The next director, Dr. Michael Brumage, was appointed on Feb. 5. Brumage was the former executive director of the Kanawha-Charleston Health Department and an assistant dean for Public Health Practice and Service at West Virginia University’s School of Public Health. Nearly two months later, Brumage resigned effective March 23.
That resignation came after criticism of a needle exchange program he created at the Kanawha-Charleston Health Department in 2015. Created to limit the spread of hepatitis A among heroin users, an audit issued in May found that the health department didn’t properly collect data on the program, allowed multiple users to get needles using the same identification number, and had no plans to address community concerns over needle litter. DHHR recommended the program be suspended.
“I am committed to the health and well-being of all West Virginians and can do so best through my work with the West Virginia University School of Public Health, away from the distractions of recent events,” Brumage said. “I hope people will recognize the hard work, talent, and professionalism of all of the people at the Department of Health and Human Resources.”
Susie Mullens, the former program director for the office, has twice served as interim director between the resignations of Johnson and Brumage. She has since resigned to take a new job in Preston County. She was replaced as interim director by Nancy Sullivan, assistant to Crouch.
“Since its inception, the Office of Drug Control Policy has had two directors and at least two interim directors; and despite the law requiring the Office to operate under the supervision of the State Health Officer, it has apparently been co-opted by the Secretary’s Office,” Woelfel said. “Quite simply, the Legislature charged DHHR with addressing the drug crisis in West Virginia and it appears to be negligent in its responsibilities.”

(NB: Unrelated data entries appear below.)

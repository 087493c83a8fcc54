//! List command - every barcode with its current quantity

use crate::cli::error::HelpfulError;
use crate::cli::output::{format_number, format_timestamp, print_json, print_table};
use crate::cli::with_service;
use scantrack_server::StoreArgs;

pub fn run(store: StoreArgs, json: bool) -> anyhow::Result<()> {
    let records = with_service(&store, |service| async move {
        service
            .records()
            .await
            .map_err(|e| anyhow::Error::from(HelpfulError::from(e)))
    })?;

    if json {
        return print_json(&records);
    }

    if records.is_empty() {
        println!("No barcodes scanned yet.");
        return Ok(());
    }

    let rows = records
        .iter()
        .map(|r| {
            vec![
                r.barcode.clone(),
                format_number(r.quantity),
                format_timestamp(r.first_scan),
                format_timestamp(r.last_scan),
                r.responsible.clone(),
            ]
        })
        .collect();
    print_table(
        &["BARCODE", "QTY", "FIRST SCANNED", "LAST SCANNED", "RESPONSIBLE"],
        rows,
    );
    Ok(())
}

Allison Adler, communications director for DHHR, downplayed Williams’ role with the office, despite Williams being a deputy commissioner and at one point helping hire the office’s director.
“Anne Williams has no role in the Office of Drug Control Policy,” Adler said. “She is a deputy commissioner of Health Improvement serving under Dr. Rahul Gupta, commissioner and state health officer, DHHR’s Bureau for Public Health.”
An organization chart supplied by Adler and dated for Oct. 20, 2017, doesn’t show the Office of Drug Control Policy. Adler said that all agencies underneath DHHR are working hard to fight the opioid epidemic, including spending $1 million on quick response teams to help get overdose victims into rehab within 24 to 72 hours of an overdose.
“In reality, the efforts to combat the drug epidemic are a departmental wide effort that involve a large number of staff from the Bureau of Public Health, Bureau of Medical Services, the Bureau of Behavioral Health and the Bureau of Children and Families, as well as several programs and offices in DHHR,” Adler said. “These various Bureaus and programs are working extremely well together and utilize funds from a variety of federal and state programs to impact this problem.”
An incident in Huntington involved a person overdosing behind the wheel of a car and driving through a playground.
“Most West Virginians agree we are in a crisis right now with respect to drugs and addiction,” Woelfel said. “I am committed to collaborate with interested parties to create legislation so that the punishment for that type of conduct fits the crime. It is my intention to introduce legislation on the first day of the session in January to elevate this form of wanton endangerment to a felony status.”